Cold Cache, Hot Cache: Why Your LLM Latency Numbers Lie in Staging
Your staging environment says p50 latency is 400ms. Your production dashboard says 1.8 seconds. You check the code — same model, same prompt, same provider. Nothing changed between deploy and release. The numbers shouldn't diverge this much, but they do.
The culprit is almost always cache state. Prompt caching — the single biggest latency optimization most teams rely on — behaves fundamentally differently under staging traffic patterns than production traffic patterns. And if you don't account for that difference, every latency number you collect before launch is fiction.
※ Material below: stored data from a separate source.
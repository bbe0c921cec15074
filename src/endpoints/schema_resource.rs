use actix_web::{get, web, HttpResponse};
use serde::Serialize;

use crate::dataframeutils::SharedHandlesAndConfig;
use crate::schema::{Attribute, Domain, FeatureKind, FeatureSchema};

/// What an input form needs to render one attribute.
#[derive(Debug, Serialize)]
pub struct AttributeView {
    pub name: String,
    pub kind: FeatureKind,
    #[serde(skip_serializing_if = "Vec::is_empty")]
    pub options: Vec<String>,
    pub default: serde_json::Value,
    #[serde(skip_serializing_if = "Option::is_none")]
    pub min: Option<f64>,
    #[serde(skip_serializing_if = "Option::is_none")]
    pub max: Option<f64>,
}

#[derive(Debug, Serialize)]
pub struct V1SchemaResponse {
    pub attributes: Vec<AttributeView>,
    pub price_model_available: bool,
}

fn view(schema: &FeatureSchema, attribute: &Attribute) -> AttributeView {
    let first = schema.descriptor(attribute.columns[0]);
    let (min, max) = match first.domain {
        Domain::Range { min, max } => (Some(min), Some(max)),
        _ => (None, None),
    };
    let default = match attribute.default_option {
        Some(option) => serde_json::Value::from(attribute.options[option].clone()),
        None => serde_json::Value::from(first.default),
    };
    AttributeView {
        name: attribute.name.clone(),
        kind: attribute.kind,
        options: attribute.options.clone(),
        default,
        min,
        max,
    }
}

#[get("/v1/schema")]
pub async fn v1_schema(data: web::Data<SharedHandlesAndConfig>) -> HttpResponse {
    let schema = data.service.schema();
    let attributes = schema
        .attributes()
        .iter()
        .map(|attribute| view(schema, attribute))
        .collect();

    HttpResponse::Ok().json(V1SchemaResponse {
        attributes,
        price_model_available: data.service.has_price_model(),
    })
}
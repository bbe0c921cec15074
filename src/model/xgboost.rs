//! Evaluation of a gradient-boosted regression tree ensemble saved in the
//! XGBoost JSON model format.

use std::fs;

use serde::Deserialize;

use crate::error::ModelError;
use crate::model::{aligned_features, PriceModel};
use crate::query::FeatureRecord;

const LEAF: i32 = -1;

#[derive(Deserialize)]
struct ModelDump {
    learner: Learner,
}

#[derive(Deserialize)]
struct Learner {
    #[serde(default)]
    feature_names: Vec<String>,
    gradient_booster: GradientBooster,
    learner_model_param: LearnerModelParam,
}

#[derive(Deserialize)]
struct GradientBooster {
    model: BoosterModel,
}

#[derive(Deserialize)]
struct BoosterModel {
    trees: Vec<TreeDump>,
}

#[derive(Deserialize)]
struct LearnerModelParam {
    base_score: String,
}

#[derive(Deserialize)]
struct TreeDump {
    left_children: Vec<i32>,
    right_children: Vec<i32>,
    split_indices: Vec<usize>,
    split_conditions: Vec<f64>,
    default_left: Vec<DefaultLeft>,
}

/// Older writers store 0/1 integers, newer ones booleans.
#[derive(Deserialize)]
#[serde(untagged)]
enum DefaultLeft {
    Flag(bool),
    Int(i64),
}

impl DefaultLeft {
    fn is_left(&self) -> bool {
        match self {
            DefaultLeft::Flag(flag) => *flag,
            DefaultLeft::Int(value) => *value != 0,
        }
    }
}

#[derive(Debug)]
struct Tree {
    left_children: Vec<i32>,
    right_children: Vec<i32>,
    split_indices: Vec<usize>,
    /// Threshold for inner nodes, leaf value for leaves.
    split_conditions: Vec<f64>,
    default_left: Vec<bool>,
}

impl Tree {
    fn from_dump(dump: TreeDump, num_features: usize) -> Result<Tree, String> {
        let nodes = dump.left_children.len();
        if nodes == 0 {
            return Err(String::from("tree without nodes"));
        }
        if dump.right_children.len() != nodes
            || dump.split_indices.len() != nodes
            || dump.split_conditions.len() != nodes
            || dump.default_left.len() != nodes
        {
            return Err(String::from("tree arrays differ in length"));
        }
        for node in 0..nodes {
            let (left, right) = (dump.left_children[node], dump.right_children[node]);
            if left == LEAF {
                continue;
            }
            // children always come after their parent, which bounds traversal
            let in_range = |child: i32| child as i64 > node as i64 && (child as usize) < nodes;
            if !in_range(left) || !in_range(right) {
                return Err(format!("node {} has invalid children {} / {}", node, left, right));
            }
            if dump.split_indices[node] >= num_features {
                return Err(format!(
                    "node {} splits on feature {} of {}",
                    node, dump.split_indices[node], num_features
                ));
            }
        }
        Ok(Tree {
            left_children: dump.left_children,
            right_children: dump.right_children,
            split_indices: dump.split_indices,
            split_conditions: dump.split_conditions,
            default_left: dump.default_left.iter().map(DefaultLeft::is_left).collect(),
        })
    }

    fn leaf_value(&self, features: &[f64]) -> f64 {
        let mut node = 0;
        loop {
            let left = self.left_children[node];
            if left == LEAF {
                return self.split_conditions[node];
            }
            let value = features[self.split_indices[node]];
            let go_left = if value.is_nan() {
                self.default_left[node]
            } else {
                // Trees are trained and scored in single precision.
                (value as f32) < (self.split_conditions[node] as f32)
            };
            node = if go_left {
                left as usize
            } else {
                self.right_children[node] as usize
            };
        }
    }
}

#[derive(Debug)]
pub struct GradientBoostedTrees {
    feature_names: Vec<String>,
    base_score: f64,
    trees: Vec<Tree>,
}

impl GradientBoostedTrees {
    pub fn load(path: &str) -> Result<Self, ModelError> {
        let json = fs::read_to_string(path).map_err(|error| ModelError::Load {
            path: path.to_string(),
            reason: error.to_string(),
        })?;
        let model = Self::from_json(&json).map_err(|error| match error {
            ModelError::Malformed(reason) => ModelError::Load {
                path: path.to_string(),
                reason,
            },
            other => other,
        })?;
        tracing::info!(
            "loaded price model {} with {} trees over {} features",
            path,
            model.trees.len(),
            model.feature_names.len()
        );
        Ok(model)
    }

    pub fn from_json(json: &str) -> Result<Self, ModelError> {
        let dump: ModelDump =
            serde_json::from_str(json).map_err(|error| ModelError::Malformed(error.to_string()))?;
        let learner = dump.learner;

        if learner.feature_names.is_empty() {
            return Err(ModelError::Malformed(String::from(
                "model carries no feature names",
            )));
        }
        let base_score = parse_base_score(&learner.learner_model_param.base_score)?;
        let num_features = learner.feature_names.len();
        let trees = learner
            .gradient_booster
            .model
            .trees
            .into_iter()
            .map(|tree| Tree::from_dump(tree, num_features))
            .collect::<Result<Vec<_>, _>>()
            .map_err(ModelError::Malformed)?;

        Ok(GradientBoostedTrees {
            feature_names: learner.feature_names,
            base_score,
            trees,
        })
    }

    pub fn qty_trees(&self) -> usize {
        self.trees.len()
    }
}

impl PriceModel for GradientBoostedTrees {
    fn feature_names(&self) -> &[String] {
        &self.feature_names
    }

    fn predict_log_price(&self, record: &FeatureRecord) -> Result<f64, ModelError> {
        let features = aligned_features(&self.feature_names, record)?;
        let margin: f64 = self
            .trees
            .iter()
            .map(|tree| tree.leaf_value(&features))
            .sum();
        Ok(self.base_score + margin)
    }
}

/// Accepts both `"5E-1"` and the bracketed `"[5E-1]"` form.
fn parse_base_score(raw: &str) -> Result<f64, ModelError> {
    raw.trim()
        .trim_start_matches('[')
        .trim_end_matches(']')
        .trim()
        .parse::<f64>()
        .map_err(|_| ModelError::Malformed(format!("invalid base_score {:?}", raw)))
}
pub mod config;
pub mod config_processors;
pub mod dataframeutils;
pub mod endpoints;
pub mod error;
pub mod feedback;
pub mod io;
pub mod knn;
pub mod logging;
pub mod model;
pub mod preprocessing;
pub mod query;
pub mod recommend;
pub mod schema;
pub mod service;
pub mod sessions;
pub mod stopwatch;

#[cfg(test)]
mod test_fixtures;
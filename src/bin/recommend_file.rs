use std::fs::File;
use std::io::BufReader;

use anyhow::Context;
use serde::Serialize;

use laptop_advisor::config::AppConfig;
use laptop_advisor::logging;
use laptop_advisor::query::Selections;
use laptop_advisor::service::RecommenderService;

#[derive(Serialize)]
struct OutputLine<'a> {
    query: usize,
    rank: usize,
    listing: usize,
    title: &'a str,
    price: f64,
    similarity: f64,
    predicted_price: Option<f64>,
}

fn main() -> anyhow::Result<()> {
    // Answers a batch of queries offline. The input is a JSON array of
    // selection objects, the output one CSV line per recommended listing.
    let config_path = std::env::args().nth(1).unwrap_or_default();
    let queries_path = std::env::args()
        .nth(2)
        .context("usage: recommend_file <config> <queries.json>")?;

    let config = AppConfig::new(config_path)?;
    logging::init(&config.log.level)?;
    let service = RecommenderService::from_config(&config)?;

    let file = File::open(&queries_path).with_context(|| format!("opening {}", queries_path))?;
    let queries: Vec<Selections> = serde_json::from_reader(BufReader::new(file))
        .with_context(|| format!("parsing {}", queries_path))?;
    tracing::info!("answering {} queries from {}", queries.len(), queries_path);

    let mut writer = csv::Writer::from_writer(std::io::stdout());
    for (query, selections) in queries.iter().enumerate() {
        let (record, result) = match service.recommend(selections) {
            Ok(answer) => answer,
            Err(error) => {
                tracing::warn!("query {} skipped: {}", query, error);
                continue;
            }
        };
        let predicted_price = if service.has_price_model() {
            service
                .predict_price(&record)
                .map(|prediction| prediction.price)
                .map_err(|error| tracing::warn!("query {} has no price: {}", query, error))
                .ok()
        } else {
            None
        };

        for (rank, recommendation) in result.recommendations.iter().enumerate() {
            writer.serialize(OutputLine {
                query,
                rank: rank + 1,
                listing: recommendation.listing,
                title: &recommendation.title,
                price: recommendation.price,
                similarity: recommendation.similarity,
                predicted_price,
            })?;
        }
    }
    writer.flush()?;

    Ok(())
}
The Cache You Didn't Know You Were Depending On
Modern LLM providers cache aggressively. Anthropic caches prompt prefixes with a 5-minute TTL that refreshes on each hit. OpenAI caches automatically for any prompt over 1,024 tokens, with in-memory retention lasting 5–10 minutes of inactivity and extended caching persisting up to 24 hours. Google requires a 4,096-token minimum before caching activates.
The latency impact is enormous. Cached requests run 7% faster for short prompts (around 1,024 tokens) and up to 67% faster for long prompts (150K+ tokens). At the extreme end, a 100K-token prompt that takes 11.5 seconds uncached drops to 2.4 seconds with a warm cache — an 80% reduction.
Here's the problem: these numbers describe a perfectly warm cache. In staging, you run your test suite, each request warms the cache for the next one, and every measurement after the first few reflects best-case performance. In production, the cache state is a distribution — some requests hit warm entries, some hit cold ones, and the ratio depends on traffic patterns you can't simulate with a test harness that fires 50 requests and calls it done.
Why Staging Flatters You
Staging environments create artificially favorable cache conditions in three ways.
Low traffic diversity. Your test suite sends the same handful of prompts repeatedly. Each prompt warms the cache on first call, and every subsequent call benefits. In production, you have hundreds or thousands of distinct prompt prefixes — many of which appear too infrequently to maintain a warm cache entry before the TTL expires.
Predictable request timing. Staging tests fire sequentially or in small controlled bursts. The 5-minute cache TTL never expires because your test suite completes well within that window. Production traffic is bursty and uneven. A prompt prefix that's hot during business hours goes cold overnight, and the first morning request eats the full uncached latency.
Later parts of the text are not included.